- [THE TASK] An exact, complete copy of the entries that follow is needed.
══ RECORDS SUPPLIED
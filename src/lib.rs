#![allow(clippy::module_inception)]

use std::rc::Rc;

use crate::errors::errors::{Error, ErrorTip};

pub mod ast;
pub mod driver;
pub mod errors;
pub mod lexer;
pub mod macros;
pub mod name_analysis;
pub mod parser;
pub mod symbols;
pub mod type_checker;

extern crate regex;

/// Byte offset into a fragment, tagged with the fragment's source name.
#[derive(Debug, Clone)]
pub struct Position(pub u32, pub Rc<String>);

impl Position {
    pub fn null() -> Self {
        Position(0, Rc::new(String::from("<null>")))
    }
}

#[derive(Debug, Clone)]
pub struct Span {
    pub start: Position,
    pub end: Position,
}

impl Span {
    pub fn null() -> Self {
        Span {
            start: Position::null(),
            end: Position::null(),
        }
    }
}

/// Returns `(line number, line text, column)` for a byte offset into `source`.
pub fn get_line_at_position(source: &str, position: u32) -> Option<(usize, String, usize)> {
    let pos = position as usize;

    if pos > source.len() {
        return None;
    }

    let mut start = 0;
    let mut line_number = 1;

    for line in source.split_inclusive('\n') {
        let end = start + line.len();

        if (start..end).contains(&pos) {
            let line_pos = pos - start;
            return Some((line_number, line.to_string(), line_pos));
        }

        start = end;
        line_number += 1;
    }

    // Offset of the EOF token sits one past the last character.
    let last = source.split_inclusive('\n').last().unwrap_or("");
    Some((line_number.saturating_sub(1).max(1), last.to_string(), last.len()))
}

pub fn display_error(error: &Error, source: &str) -> String {
    /*
        Error: message
        -> shell:3
           |
         1 | int x = #;
           | --------^
    */

    let mut out = String::new();
    let position = error.get_position();

    if let ErrorTip::None = error.get_tip() {
        out.push_str(&format!("Error: {}\n", error.get_error_name()));
    } else {
        out.push_str(&format!(
            "Error: {} ({})\n",
            error.get_error_name(),
            error.get_tip()
        ));
    }
    out.push_str(&format!("-> {}\n", position.1));

    let Some((line, line_text, line_pos)) = get_line_at_position(source, position.0) else {
        return out;
    };

    let line_string = line.to_string();
    let padding = line_string.len() + 2;

    out.push_str(&format!("{:>padding$}\n", "|"));

    let (line_text_removed, removed_whitespace) = remove_starting_whitespace(&line_text);
    out.push_str(&format!("{} | {}\n", line_string, line_text_removed.trim()));

    let arrows = line_pos.saturating_sub(removed_whitespace) + 1;

    out.push_str(&format!("{:>padding$} {:->arrows$}\n", "|", "^"));
    out
}

fn remove_starting_whitespace(string: &str) -> (String, usize) {
    let mut start = 0;
    for c in string.chars() {
        if c == ' ' || c == '\t' {
            start += 1;
        } else {
            break;
        }
    }

    (String::from(&string[start..]), start)
}

#[cfg(test)]
mod tests {
    use std::rc::Rc;

    use crate::{
        errors::errors::{Error, ErrorImpl},
        Position,
    };

    #[test]
    fn test_get_line_at_position() {
        let source = "Hello, world!\nsecond\n\nTesting { }\n";
        let (line_number, line, line_pos) = super::get_line_at_position(source, 10).unwrap();
        assert_eq!(line_number, 1);
        assert_eq!(line, "Hello, world!\n");
        assert_eq!(line_pos, 10);

        let (line_number, line, line_pos) = super::get_line_at_position(source, 30).unwrap();
        assert_eq!(line_number, 4);
        assert_eq!(line, "Testing { }\n");
        assert_eq!(line_pos, 8);
    }

    #[test]
    fn test_get_line_past_end() {
        assert!(super::get_line_at_position("int x;", 40).is_none());
        let (line_number, _, line_pos) = super::get_line_at_position("int x", 5).unwrap();
        assert_eq!(line_number, 1);
        assert_eq!(line_pos, 5);
    }

    #[test]
    fn test_display_error_points_at_column() {
        let error = Error::new(
            ErrorImpl::UnrecognisedToken {
                token: String::from("#"),
            },
            Position(8, Rc::new(String::from("shell:1"))),
        );
        let rendered = super::display_error(&error, "int x = #;");

        assert!(rendered.starts_with("Error: UnrecognisedToken"));
        assert!(rendered.contains("-> shell:1"));
        assert!(rendered.contains("1 | int x = #;"));
        assert!(rendered.contains("| --------^"));
    }
}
════
- [WRITTEN ANSWER]
filename src/lib.rs
#![allow(clippy::module_inception)]

use std::rc::Rc;

use crate::errors::errors::{Error, ErrorTip};

pub mod ast;
pub mod driver;
pub mod errors;
pub mod lexer;
pub mod macros;
pub mod name_analysis;
pub mod parser;
pub mod symbols;
pub mod type_checker;

extern crate regex;

/// Byte offset into a fragment, tagged with the fragment's source name.
#[derive(Debug, Clone)]
pub struct Position(pub u32, pub Rc<String>);

impl Position {
    pub fn null() -> Self {
        Position(0, Rc::new(String::from("<null>")))
    }
}

#[derive(Debug, Clone)]
pub struct Span {
    pub start: Position,
    pub end: Position,
}

impl Span {
    pub fn null() -> Self {
        Span {
            start: Position::null(),
            end: Position::null(),
        }
    }
}

/// Returns `(line number, line text, column)` for a byte offset into `source`.
pub fn get_line_at_position(source: &str, position: u32) -> Option<(usize, String, usize)> {
    let pos = position as usize;

    if pos > source.len() {
        return None;
    }

    let mut start = 0;
    let mut line_number = 1;

    for line in source.split_inclusive('\n') {
        let end = start + line.len();

        if (start..end).contains(&pos) {
            let line_pos = pos - start;
            return Some((line_number, line.to_string(), line_pos));
        }

        start = end;
        line_number += 1;
    }

    // Offset of the EOF token sits one past the last character.
    let last = source.split_inclusive('\n').last().unwrap_or("");
    Some((line_number.saturating_sub(1).max(1), last.to_string(), last.len()))
}

pub fn display_error(error: &Error, source: &str) -> String {
    /*
        Error: message
        -> shell:3
           |
         1 | int x = #;
           | --------^
    */

    let mut out = String::new();
    let position = error.get_position();

    if let ErrorTip::None = error.get_tip() {
        out.push_str(&format!("Error: {}\n", error.get_error_name()));
    } else {
        out.push_str(&format!(
            "Error: {} ({})\n",
            error.get_error_name(),
            error.get_tip()
        ));
    }
    out.push_str(&format!("-> {}\n", position.1));

    let Some((line, line_text, line_pos)) = get_line_at_position(source, position.0) else {
        return out;
    };

    let line_string = line.to_string();
    let padding = line_string.len() + 2;

    out.push_str(&format!("{:>padding$}\n", "|"));

    let (line_text_removed, removed_whitespace) = remove_starting_whitespace(&line_text);
    out.push_str(&format!("{} | {}\n", line_string, line_text_removed.trim()));

    let arrows = line_pos.saturating_sub(removed_whitespace) + 1;

    out.push_str(&format!("{:>padding$} {:->arrows$}\n", "|", "^"));
    out
}

fn remove_starting_whitespace(string: &str) -> (String, usize) {
    let mut start = 0;
    for c in string.chars() {
        if c == ' ' || c == '\t' {
            start += 1;
        } else {
            break;
        }
    }

    (String::from(&string[start..]), start)
}

#[cfg(test)]
mod tests {
    use std::rc::Rc;

    use crate::{
        errors::errors::{Error, ErrorImpl},
        Position,
    };

    #[test]
    fn test_get_line_at_position() {
        let source = "Hello, world!\nsecond\n\nTesting { }\n";
        let (line_number, line, line_pos) = super::get_line_at_position(source, 10).unwrap();
        assert_eq!(line_number, 1);
        assert_eq!(line, "Hello, world!\n");
        assert_eq!(line_pos, 10);

        let (line_number, line, line_pos) = super::get_line_at_position(source, 30).unwrap();
        assert_eq!(line_number, 4);
        assert_eq!(line, "Testing { }\n");
        assert_eq!(line_pos, 8);
    }

    #[test]
    fn test_get_line_past_end() {
        assert!(super::get_line_at_position("int x;", 40).is_none());
        let (line_number, _, line_pos) = super::get_line_at_position("int x", 5).unwrap();
        assert_eq!(line_number, 1);
        assert_eq!(line_pos, 5);
    }

    #[test]
    fn test_display_error_points_at_column() {
        let error = Error::new(
            ErrorImpl::UnrecognisedToken {
                token: String::from("#"),
            },
            Position(8, Rc::new(String::from("shell:1"))),
        );
        let rendered = super::display_error(&error, "int x = #;");

        assert!(rendered.starts_with("Error: UnrecognisedToken"));
        assert!(rendered.contains("-> shell:1"));
        assert!(rendered.contains("1 | int x = #;"));
        assert!(rendered.contains("| --------^"));
    }
}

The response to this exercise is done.